Non-profit organisations and churches have also stepped in, providing free health screenings, maternal care education, and counselling services in areas where government reach is thin.
These partnerships are proving that improving health care is not just about government funding, it’s also about coordination and community trust.
Health experts and citizens suggest a few key priorities that could start showing real progress within months, not years:
1. Reinvest in people.
Hiring more health-care workers — especially in rural clinics — will reduce burnout and improve service delivery.
2. Strengthen local health committees.
Empowering communities to monitor clinics, report shortages, and support outreach builds accountability.
3. Guarantee essential medicines.
The new medical supplies agency must publish stock levels and delivery schedules to ensure transparency.
4. Expand insurance and safety nets.
With only 6% of emaSwati covered by medical aid, introducing affordable public health insurance could protect families from catastrophic costs.
5. Leverage technology.
Introducing mobile apps for medicine tracking, appointments, and telemedicine could bring services closer to remote areas.
6. Feed and heal.

Integrating nutrition programmes with health services would tackle two issues at once — hunger and disease prevention.

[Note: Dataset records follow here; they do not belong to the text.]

//! DdlEngine - statement dispatch through the capability registry.

use branchline_capability::{CapabilityRegistry, ExecutionContext};
use branchline_catalog::Catalog;
use branchline_core::{CommandResult, SessionOptions, Statement, StatementKind};
use branchline_mutation::{LogRefreshObserver, RefreshHandle, RefreshObserver, RefreshScheduler};
use parking_lot::Mutex;
use std::sync::atomic::{AtomicUsize, Ordering};
use std::sync::Arc;

use crate::config::EngineConfig;
use crate::error::{EngineError, EngineResult, ErrorKind};
use crate::handlers::DropColumnHandler;

/// Background refreshes that have not been waited on yet.
///
/// Finished handles are released each time a new one is tracked, so the
/// list only holds refreshes still running.
#[derive(Debug, Default)]
pub(crate) struct PendingRefreshes {
    handles: Mutex<Vec<RefreshHandle>>,
    failed: AtomicUsize,
}

impl PendingRefreshes {
    pub(crate) fn track(&self, handle: RefreshHandle) {
        let mut handles = self.handles.lock();
        let (finished, running): (Vec<_>, Vec<_>) =
            handles.drain(..).partition(RefreshHandle::is_finished);
        *handles = running;
        let failures = finished.into_iter().map(RefreshHandle::wait).filter(|ok| !ok).count();
        if failures > 0 {
            log::debug!("Released {} failed background refreshes", failures);
            self.failed.fetch_add(failures, Ordering::SeqCst);
        }
        handles.push(handle);
    }

    fn len(&self) -> usize {
        self.handles.lock().len()
    }

    /// Join everything still tracked. Returns failures since the last drain.
    fn drain(&self) -> usize {
        let handles: Vec<RefreshHandle> = std::mem::take(&mut *self.handles.lock());
        let failures = handles.into_iter().map(RefreshHandle::wait).filter(|ok| !ok).count();
        failures + self.failed.swap(0, Ordering::SeqCst)
    }
}

/// Builder for a `DdlEngine`.
pub struct EngineBuilder {
    catalog: Arc<dyn Catalog>,
    config: EngineConfig,
    observer: Arc<dyn RefreshObserver>,
    #[cfg_attr(not(feature = "extension"), allow(dead_code))]
    extensions: bool,
}

impl EngineBuilder {
    pub fn new(catalog: Arc<dyn Catalog>) -> Self {
        Self {
            catalog,
            config: EngineConfig::default(),
            observer: Arc::new(LogRefreshObserver),
            extensions: cfg!(feature = "extension"),
        }
    }

    pub fn config(mut self, config: EngineConfig) -> Self {
        self.config = config;
        self
    }

    /// Receive the outcome of every post-mutation refresh.
    pub fn observer(mut self, observer: Arc<dyn RefreshObserver>) -> Self {
        self.observer = observer;
        self
    }

    /// Register only the core handlers, even when extensions are compiled in.
    pub fn without_extensions(mut self) -> Self {
        self.extensions = false;
        self
    }

    pub fn build(self) -> DdlEngine {
        let scheduler = Arc::new(
            RefreshScheduler::new(
                Arc::clone(&self.catalog),
                self.observer,
                self.config.refresh.mode,
            )
            .with_thread_name(self.config.refresh.thread_name.clone()),
        );
        let pending = Arc::new(PendingRefreshes::default());

        let mut registry = CapabilityRegistry::new();
        let handler_pending = Arc::clone(&pending);
        registry.register(StatementKind::DropColumn, move |ctx| {
            let handler =
                DropColumnHandler::new(ctx, Arc::clone(&scheduler), Arc::clone(&handler_pending))?;
            Ok(Box::new(handler))
        });

        #[cfg(feature = "extension")]
        {
            if self.extensions {
                branchline_extension::register(&mut registry);
            }
        }

        log::debug!(
            "DDL engine ready with handlers: {:?}",
            registry.registered_names()
        );

        DdlEngine {
            catalog: self.catalog,
            config: self.config,
            registry,
            pending,
        }
    }
}

/// Executes DDL statements against a catalog.
pub struct DdlEngine {
    catalog: Arc<dyn Catalog>,
    config: EngineConfig,
    registry: CapabilityRegistry,
    pending: Arc<PendingRefreshes>,
}

impl DdlEngine {
    /// Engine with the handlers of this build and the given configuration.
    pub fn new(catalog: Arc<dyn Catalog>, config: EngineConfig) -> Self {
        Self::builder(catalog).config(config).build()
    }

    pub fn builder(catalog: Arc<dyn Catalog>) -> EngineBuilder {
        EngineBuilder::new(catalog)
    }

    pub fn config(&self) -> &EngineConfig {
        &self.config
    }

    /// Registry access for embedders adding their own handlers.
    pub fn registry_mut(&mut self) -> &mut CapabilityRegistry {
        &mut self.registry
    }

    /// Returns true if statements of `kind` can be executed.
    pub fn supports(&self, kind: StatementKind) -> bool {
        self.registry.contains(kind)
    }

    /// Execute one statement for the given session.
    ///
    /// On success the result list is never empty. `sql` is the statement
    /// text as submitted and is only used for logging.
    pub fn execute(
        &self,
        sql: &str,
        statement: &Statement,
        session: &SessionOptions,
    ) -> EngineResult<Vec<CommandResult>> {
        let kind = statement.kind();
        log::info!("Executing {} for user {}", kind, session.user());

        let context = ExecutionContext::new(Arc::clone(&self.catalog), session.clone())
            .with_ddl_enabled(self.config.ddl_enabled);

        let outcome = self
            .registry
            .dispatch(kind, &context)
            .map_err(EngineError::from)
            .and_then(|handler| {
                handler
                    .to_result(sql, statement)
                    .map_err(EngineError::from)
            });

        match &outcome {
            Ok(results) => {
                debug_assert!(!results.is_empty());
                for result in results {
                    if result.ok {
                        log::info!("{}: {}", kind, result.summary);
                    } else {
                        log::warn!("{} refused: {}", kind, result.summary);
                    }
                }
            }
            Err(err) => match err.kind() {
                ErrorKind::Internal => log::error!("{} failed: {}", kind, err),
                _ => log::warn!("{} rejected: {}", kind, err),
            },
        }
        outcome
    }

    /// Block until every background refresh started so far has finished.
    /// Returns how many of them failed.
    pub fn wait_for_refreshes(&self) -> usize {
        self.pending.drain()
    }

    /// Background refreshes currently tracked.
    pub fn pending_refreshes(&self) -> usize {
        self.pending.len()
    }
}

Health reform cannot rest on the government alone. Civil society, private companies, traditional leaders, and ordinary citizens all have roles to play.
An economist says Eswatini can take lessons from its own HIV response.
“That success came from unity, government, donors, and communities, all pulling in one direction. We can do the same for our broader health system if we treat it with the same urgency.”
The Afrobarometer findings may sound bleak, but they’re also a roadmap for change. They tell leaders exactly where people are hurting and what they value most: reliability, dignity, and care.
If Eswatini strengthens its health funding, fixes its medicine supply, and brings clinics closer to the people, it can turn this moment of worry into one of renewal.
As one nurse put it, “We may be short of medicine, but we’re not short of heart. If everyone plays their part, Eswatini’s health system can heal itself and its people.”
Quick Facts (Afrobarometer 2025)
72% say government performing poorly on health services.
88% of patients faced medicine shortages.
75% went without care or medicine in the past year.
93% worry about affording treatment.
Only 6% have medical insurance.
Rural access to clinics: 31% vs 68% urban.